Would you repeat all the lines below, exactly as they stand?

● **DATASET CONTENT**:
|---|

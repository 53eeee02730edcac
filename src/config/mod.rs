//! # Configuration Management Module
//!
//! Game tuning and logging settings, loaded from a TOML file.
//!
//! ## Configuration Structure
//!
//! - [`GameConfig`] - starting purse and the per-mode tuning table
//! - [`LoggingConfig`] - log level and optional log file
//!
//! Every field has a default, so an empty file (or no file at all) plays the
//! classic game.
//!
//! ## Usage
//!
//! ```rust,no_run
//! use treasure_hunter::config::Config;
//!
//! #[tokio::main]
//! async fn main() -> anyhow::Result<()> {
//!     let config = Config::load("treasure-hunter.toml").await?;
//!     println!("Starting gold: {}", config.game.starting_gold);
//!
//!     Config::create_default("fresh.toml").await?;
//!     Ok(())
//! }
//! ```
//!
//! ## Configuration File Format
//!
//! ```toml
//! [game]
//! starting_gold = 20
//!
//! [game.hard]
//! markdown = 0.25
//! toughness = 0.75
//! bonus_gold = 0
//!
//! [logging]
//! level = "info"
//! file = "treasure-hunter.log"
//! ```
//!
//! Loading validates every value: rates must lie in `0.0..=1.0` and gold
//! settings must not be negative.

use anyhow::{anyhow, Result};
use serde::{Deserialize, Serialize};
use tokio::fs;

use crate::hunt::errors::{check_gold, HuntError};
use crate::hunt::mode::{GameMode, ModeSettings, ModeTuning};

#[derive(Debug, Clone, Serialize, Deserialize)]
pub struct GameConfig {
    /// Gold every hunter starts with, before any mode bonus.
    #[serde(default = "default_starting_gold")]
    pub starting_gold: i32,
    #[serde(default = "default_normal")]
    pub normal: ModeTuning,
    #[serde(default = "default_hard")]
    pub hard: ModeTuning,
    #[serde(default = "default_easy")]
    pub easy: ModeTuning,
    #[serde(default = "default_samurai")]
    pub samurai: ModeTuning,
}

fn default_starting_gold() -> i32 {
    20
}

fn default_normal() -> ModeTuning {
    ModeTuning::new(0.5, 0.4, 0)
}

fn default_hard() -> ModeTuning {
    ModeTuning::new(0.25, 0.75, 0)
}

fn default_easy() -> ModeTuning {
    ModeTuning::new(1.0, 0.1, 20)
}

fn default_samurai() -> ModeTuning {
    ModeTuning::new(0.5, 0.0, 0)
}

impl GameConfig {
    /// Tuning row for `mode`. Test starts use the normal row.
    pub fn tuning_for(&self, mode: GameMode) -> ModeTuning {
        match mode {
            GameMode::Normal | GameMode::Test => self.normal,
            GameMode::Hard => self.hard,
            GameMode::Easy => self.easy,
            GameMode::Samurai => self.samurai,
        }
    }

    pub fn settings_for(&self, mode: GameMode) -> ModeSettings {
        ModeSettings::new(mode, self.tuning_for(mode))
    }

    /// Resolved settings for every mode, in menu order.
    pub fn mode_table(&self) -> Vec<ModeSettings> {
        GameMode::ALL
            .iter()
            .map(|mode| self.settings_for(*mode))
            .collect()
    }

    pub fn validate(&self) -> Result<(), HuntError> {
        check_gold("game.starting_gold", self.starting_gold)?;
        self.normal.validate("game.normal")?;
        self.hard.validate("game.hard")?;
        self.easy.validate("game.easy")?;
        self.samurai.validate("game.samurai")?;
        Ok(())
    }
}

impl Default for GameConfig {
    fn default() -> Self {
        GameConfig {
            starting_gold: default_starting_gold(),
            normal: default_normal(),
            hard: default_hard(),
            easy: default_easy(),
            samurai: default_samurai(),
        }
    }
}

#[derive(Debug, Clone, Serialize, Deserialize)]
pub struct LoggingConfig {
    #[serde(default = "default_log_level")]
    pub level: String,
    /// Append-mode log file. An empty string turns file logging off.
    #[serde(default = "default_log_file")]
    pub file: Option<String>,
}

fn default_log_level() -> String {
    "info".to_string()
}

fn default_log_file() -> Option<String> {
    Some("treasure-hunter.log".to_string())
}

impl LoggingConfig {
    /// Parsed level; unknown strings fall back to `info`.
    pub fn level_filter(&self) -> log::LevelFilter {
        self.level.parse().unwrap_or(log::LevelFilter::Info)
    }

    /// Configured log file, if file logging is on.
    pub fn log_file(&self) -> Option<&str> {
        self.file.as_deref().filter(|f| !f.is_empty())
    }
}

impl Default for LoggingConfig {
    fn default() -> Self {
        LoggingConfig {
            level: default_log_level(),
            file: default_log_file(),
        }
    }
}

#[derive(Debug, Clone, Serialize, Deserialize, Default)]
pub struct Config {
    #[serde(default)]
    pub game: GameConfig,
    #[serde(default)]
    pub logging: LoggingConfig,
}

impl Config {
    /// Load and validate configuration from a file
    pub async fn load(path: &str) -> Result<Self> {
        let content = fs::read_to_string(path)
            .await
            .map_err(|e| anyhow!("Failed to read config file {}: {}", path, e))?;

        let config = Config::parse(&content)
            .map_err(|e| anyhow!("Invalid config file {}: {}", path, e))?;

        Ok(config)
    }

    /// Parse and validate TOML text.
    pub fn parse(content: &str) -> Result<Self> {
        let config: Config = toml::from_str(content)?;
        config.game.validate()?;
        Ok(config)
    }

    /// Create a default configuration file
    pub async fn create_default(path: &str) -> Result<()> {
        let config = Config::default();
        let content = toml::to_string_pretty(&config)
            .map_err(|e| anyhow!("Failed to serialize default config: {}", e))?;

        fs::write(path, content)
            .await
            .map_err(|e| anyhow!("Failed to write config file {}: {}", path, e))?;

        Ok(())
    }
}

|---|

● **RESPONSE**:
repository 53eeee02730edcac
filename src/config/mod.rs
//! # Configuration Management Module
//!
//! Game tuning and logging settings, loaded from a TOML file.
//!
//! ## Configuration Structure
//!
//! - [`GameConfig`] - starting purse and the per-mode tuning table
//! - [`LoggingConfig`] - log level and optional log file
//!
//! Every field has a default, so an empty file (or no file at all) plays the
//! classic game.
//!
//! ## Usage
//!
//! ```rust,no_run
//! use treasure_hunter::config::Config;
//!
//! #[tokio::main]
//! async fn main() -> anyhow::Result<()> {
//!     let config = Config::load("treasure-hunter.toml").await?;
//!     println!("Starting gold: {}", config.game.starting_gold);
//!
//!     Config::create_default("fresh.toml").await?;
//!     Ok(())
//! }
//! ```
//!
//! ## Configuration File Format
//!
//! ```toml
//! [game]
//! starting_gold = 20
//!
//! [game.hard]
//! markdown = 0.25
//! toughness = 0.75
//! bonus_gold = 0
//!
//! [logging]
//! level = "info"
//! file = "treasure-hunter.log"
//! ```
//!
//! Loading validates every value: rates must lie in `0.0..=1.0` and gold
//! settings must not be negative.

use anyhow::{anyhow, Result};
use serde::{Deserialize, Serialize};
use tokio::fs;

use crate::hunt::errors::{check_gold, HuntError};
use crate::hunt::mode::{GameMode, ModeSettings, ModeTuning};

#[derive(Debug, Clone, Serialize, Deserialize)]
pub struct GameConfig {
    /// Gold every hunter starts with, before any mode bonus.
    #[serde(default = "default_starting_gold")]
    pub starting_gold: i32,
    #[serde(default = "default_normal")]
    pub normal: ModeTuning,
    #[serde(default = "default_hard")]
    pub hard: ModeTuning,
    #[serde(default = "default_easy")]
    pub easy: ModeTuning,
    #[serde(default = "default_samurai")]
    pub samurai: ModeTuning,
}

fn default_starting_gold() -> i32 {
    20
}

fn default_normal() -> ModeTuning {
    ModeTuning::new(0.5, 0.4, 0)
}

fn default_hard() -> ModeTuning {
    ModeTuning::new(0.25, 0.75, 0)
}

fn default_easy() -> ModeTuning {
    ModeTuning::new(1.0, 0.1, 20)
}

fn default_samurai() -> ModeTuning {
    ModeTuning::new(0.5, 0.0, 0)
}

impl GameConfig {
    /// Tuning row for `mode`. Test starts use the normal row.
    pub fn tuning_for(&self, mode: GameMode) -> ModeTuning {
        match mode {
            GameMode::Normal | GameMode::Test => self.normal,
            GameMode::Hard => self.hard,
            GameMode::Easy => self.easy,
            GameMode::Samurai => self.samurai,
        }
    }

    pub fn settings_for(&self, mode: GameMode) -> ModeSettings {
        ModeSettings::new(mode, self.tuning_for(mode))
    }

    /// Resolved settings for every mode, in menu order.
    pub fn mode_table(&self) -> Vec<ModeSettings> {
        GameMode::ALL
            .iter()
            .map(|mode| self.settings_for(*mode))
            .collect()
    }

    pub fn validate(&self) -> Result<(), HuntError> {
        check_gold("game.starting_gold", self.starting_gold)?;
        self.normal.validate("game.normal")?;
        self.hard.validate("game.hard")?;
        self.easy.validate("game.easy")?;
        self.samurai.validate("game.samurai")?;
        Ok(())
    }
}

impl Default for GameConfig {
    fn default() -> Self {
        GameConfig {
            starting_gold: default_starting_gold(),
            normal: default_normal(),
            hard: default_hard(),
            easy: default_easy(),
            samurai: default_samurai(),
        }
    }
}

#[derive(Debug, Clone, Serialize, Deserialize)]
pub struct LoggingConfig {
    #[serde(default = "default_log_level")]
    pub level: String,
    /// Append-mode log file. An empty string turns file logging off.
    #[serde(default = "default_log_file")]
    pub file: Option<String>,
}

fn default_log_level() -> String {
    "info".to_string()
}

fn default_log_file() -> Option<String> {
    Some("treasure-hunter.log".to_string())
}

impl LoggingConfig {
    /// Parsed level; unknown strings fall back to `info`.
    pub fn level_filter(&self) -> log::LevelFilter {
        self.level.parse().unwrap_or(log::LevelFilter::Info)
    }

    /// Configured log file, if file logging is on.
    pub fn log_file(&self) -> Option<&str> {
        self.file.as_deref().filter(|f| !f.is_empty())
    }
}

impl Default for LoggingConfig {
    fn default() -> Self {
        LoggingConfig {
            level: default_log_level(),
            file: default_log_file(),
        }
    }
}

#[derive(Debug, Clone, Serialize, Deserialize, Default)]
pub struct Config {
    #[serde(default)]
    pub game: GameConfig,
    #[serde(default)]
    pub logging: LoggingConfig,
}

impl Config {
    /// Load and validate configuration from a file
    pub async fn load(path: &str) -> Result<Self> {
        let content = fs::read_to_string(path)
            .await
            .map_err(|e| anyhow!("Failed to read config file {}: {}", path, e))?;

        let config = Config::parse(&content)
            .map_err(|e| anyhow!("Invalid config file {}: {}", path, e))?;

        Ok(config)
    }

    /// Parse and validate TOML text.
    pub fn parse(content: &str) -> Result<Self> {
        let config: Config = toml::from_str(content)?;
        config.game.validate()?;
        Ok(config)
    }

    /// Create a default configuration file
    pub async fn create_default(path: &str) -> Result<()> {
        let config = Config::default();
        let content = toml::to_string_pretty(&config)
            .map_err(|e| anyhow!("Failed to serialize default config: {}", e))?;

        fs::write(path, content)
            .await
            .map_err(|e| anyhow!("Failed to write config file {}: {}", path, e))?;

        Ok(())
    }
}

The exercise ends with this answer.